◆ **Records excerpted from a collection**
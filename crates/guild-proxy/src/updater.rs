//! CharacterCacheUpdater - writes profile-derived stats into the character store

use std::sync::Arc;

use guild_core::{CharacterKey, CharacterRecord, CharacterStore, StatField, StoreResult};
use tracing::{debug, error, warn};

use crate::error::SideChannelError;
use crate::profile::CharacterProfile;

/// What happened to each upsert of one profile. `None` means not attempted.
#[derive(Debug, Default)]
pub struct ProfileUpdateOutcome {
    pub achievement_points: Option<StoreResult<CharacterRecord>>,
    pub equipped_item_level: Option<StoreResult<CharacterRecord>>,
    pub removed: Option<StoreResult<CharacterRecord>>,
    /// Stats present in the payload but skipped as malformed
    pub invalid: Vec<SideChannelError>,
}

pub struct CharacterCacheUpdater {
    store: Arc<dyn CharacterStore>,
    tracked_guild: String,
}

impl CharacterCacheUpdater {
    pub fn new(store: Arc<dyn CharacterStore>, tracked_guild: impl Into<String>) -> Self {
        Self {
            store,
            tracked_guild: tracked_guild.into().trim().to_lowercase(),
        }
    }

    pub fn store(&self) -> &Arc<dyn CharacterStore> {
        &self.store
    }

    pub fn tracked_guild(&self) -> &str {
        &self.tracked_guild
    }

    pub async fn upsert_achievement_points(
        &self,
        key: &CharacterKey,
        value: i64,
    ) -> StoreResult<CharacterRecord> {
        self.store.upsert_achievement_points(key, value).await
    }

    pub async fn upsert_equipped_item_level(
        &self,
        key: &CharacterKey,
        value: i64,
    ) -> StoreResult<CharacterRecord> {
        self.store.upsert_equipped_item_level(key, value).await
    }

    pub async fn upsert_removed_flag(
        &self,
        key: &CharacterKey,
        removed: bool,
    ) -> StoreResult<CharacterRecord> {
        self.store.upsert_removed(key, removed).await
    }

    /// Apply one successful profile fetch to the cache.
    ///
    /// Valid stats are upserted and the membership flag is always
    /// recomputed. A malformed stat is skipped without affecting the other
    /// upserts, which run concurrently and fail independently.
    pub async fn apply_profile(
        &self,
        key: &CharacterKey,
        profile: &CharacterProfile,
    ) -> ProfileUpdateOutcome {
        let member = profile.is_member_of(&self.tracked_guild);
        debug!(
            character = %key,
            member,
            guild = profile.guild_name().unwrap_or("-"),
            "Updating cached character"
        );

        let mut invalid = Vec::new();
        let points = valid_stat(key, profile, StatField::AchievementPoints, &mut invalid);
        let level = valid_stat(key, profile, StatField::EquippedItemLevel, &mut invalid);

        let achievement = async {
            let points = points?;
            let result = self.upsert_achievement_points(key, i64::from(points)).await;
            if let Err(e) = &result {
                error!(
                    character = %key,
                    error = %e,
                    "Failed to update character achievement points"
                );
            }
            Some(result)
        };

        let item_level = async {
            let level = level?;
            let result = self.upsert_equipped_item_level(key, i64::from(level)).await;
            if let Err(e) = &result {
                error!(
                    character = %key,
                    error = %e,
                    "Failed to update character equipped item level"
                );
            }
            Some(result)
        };

        let removed = async {
            let result = self.upsert_removed_flag(key, !member).await;
            if let Err(e) = &result {
                error!(character = %key, error = %e, "Failed to update character removed status");
            }
            Some(result)
        };

        let (achievement_points, equipped_item_level, removed) =
            tokio::join!(achievement, item_level, removed);

        ProfileUpdateOutcome {
            achievement_points,
            equipped_item_level,
            removed,
            invalid,
        }
    }
}

fn valid_stat(
    key: &CharacterKey,
    profile: &CharacterProfile,
    field: StatField,
    invalid: &mut Vec<SideChannelError>,
) -> Option<u32> {
    match profile.stat(field)? {
        Ok(value) => Some(value),
        Err(e) => {
            warn!(character = %key, error = %e, "Skipping malformed character stat");
            invalid.push(e);
            None
        }
    }
}

#[cfg(test)]
mod tests {
    use async_trait::async_trait;
    use guild_core::{InMemoryCharacterStore, StoreError};

    use super::*;

    /// Store whose stat writes always fail
    struct BrokenStatStore(InMemoryCharacterStore);

    #[async_trait]
    impl CharacterStore for BrokenStatStore {
        async fn upsert_stat(
            &self,
            _key: &CharacterKey,
            _field: StatField,
            _value: i64,
        ) -> StoreResult<CharacterRecord> {
            Err(StoreError::Database("disk full".to_string()))
        }

        async fn upsert_removed(
            &self,
            key: &CharacterKey,
            removed: bool,
        ) -> StoreResult<CharacterRecord> {
            self.0.upsert_removed(key, removed).await
        }

        async fn get(&self, key: &CharacterKey) -> StoreResult<Option<CharacterRecord>> {
            self.0.get(key).await
        }

        async fn top_by(
            &self,
            field: StatField,
            limit: usize,
        ) -> StoreResult<Vec<CharacterRecord>> {
            self.0.top_by(field, limit).await
        }
    }

    fn profile(json: &str) -> CharacterProfile {
        CharacterProfile::parse(json.as_bytes()).unwrap()
    }

    #[tokio::test]
    async fn test_member_profile_updates_all_fields() {
        let store = Arc::new(InMemoryCharacterStore::new());
        let updater = CharacterCacheUpdater::new(store.clone(), "Low Calibre");
        let key = CharacterKey::new("Foo", "Arugal");

        let outcome = updater
            .apply_profile(
                &key,
                &profile(concat!(
                    r#"{"guild":{"name":"Low Calibre"},"#,
                    r#""achievement_points":5000,"equipped_item_level":480}"#
                )),
            )
            .await;
        assert!(outcome.achievement_points.unwrap().is_ok());
        assert!(outcome.equipped_item_level.unwrap().is_ok());

        let record = store.get(&key).await.unwrap().unwrap();
        assert_eq!(record.achievement_points, Some(5000));
        assert_eq!(record.equipped_item_level, Some(480));
        assert!(!record.removed);
    }

    #[tokio::test]
    async fn test_non_member_without_stats_is_marked_removed() {
        let store = Arc::new(InMemoryCharacterStore::new());
        let updater = CharacterCacheUpdater::new(store.clone(), "Low Calibre");
        let key = CharacterKey::new("foo", "arugal");

        store.upsert_achievement_points(&key, 1234).await.unwrap();
        let outcome = updater
            .apply_profile(&key, &profile(r#"{"guild":{"name":"Other"}}"#))
            .await;
        assert!(outcome.achievement_points.is_none());
        assert!(outcome.equipped_item_level.is_none());

        let record = store.get(&key).await.unwrap().unwrap();
        assert!(record.removed);
        assert_eq!(record.achievement_points, Some(1234));
    }

    #[tokio::test]
    async fn test_stat_failures_do_not_block_removed_flag() {
        let store = Arc::new(BrokenStatStore(InMemoryCharacterStore::new()));
        let updater = CharacterCacheUpdater::new(store.clone(), "low calibre");
        let key = CharacterKey::new("foo", "arugal");

        let outcome = updater
            .apply_profile(
                &key,
                &profile(concat!(
                    r#"{"guild":{"name":"Low Calibre"},"#,
                    r#""achievement_points":1,"equipped_item_level":2}"#
                )),
            )
            .await;
        assert!(outcome.achievement_points.unwrap().is_err());
        assert!(outcome.equipped_item_level.unwrap().is_err());
        assert!(outcome.removed.unwrap().is_ok());

        let record = store.get(&key).await.unwrap().unwrap();
        assert!(!record.removed);
        assert_eq!(record.achievement_points, None);
    }

    #[tokio::test]
    async fn test_malformed_stat_skips_only_that_upsert() {
        let store = Arc::new(InMemoryCharacterStore::new());
        let updater = CharacterCacheUpdater::new(store.clone(), "Low Calibre");
        let key = CharacterKey::new("foo", "arugal");

        store.upsert_achievement_points(&key, 900).await.unwrap();
        store.upsert_removed(&key, false).await.unwrap();

        let outcome = updater
            .apply_profile(
                &key,
                &profile(concat!(
                    r#"{"achievement_points":1234.5,"equipped_item_level":480,"#,
                    r#""guild":{"name":"Other Guild"}}"#
                )),
            )
            .await;
        assert!(outcome.achievement_points.is_none());
        assert!(outcome.equipped_item_level.unwrap().is_ok());
        assert!(outcome.removed.unwrap().is_ok());
        assert!(matches!(
            outcome.invalid.as_slice(),
            [SideChannelError::InvalidStat {
                field: "achievement_points",
                ..
            }]
        ));

        let record = store.get(&key).await.unwrap().unwrap();
        assert_eq!(record.achievement_points, Some(900));
        assert_eq!(record.equipped_item_level, Some(480));
        assert!(record.removed);
    }
}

◆ **What you will do**
Scan the records above for the string "BrokenStatStore", then copy each line where it turns up.

◆ **Answer box**
    struct BrokenStatStore(InMemoryCharacterStore);
    impl CharacterStore for BrokenStatStore {
        let store = Arc::new(BrokenStatStore(InMemoryCharacterStore::new()));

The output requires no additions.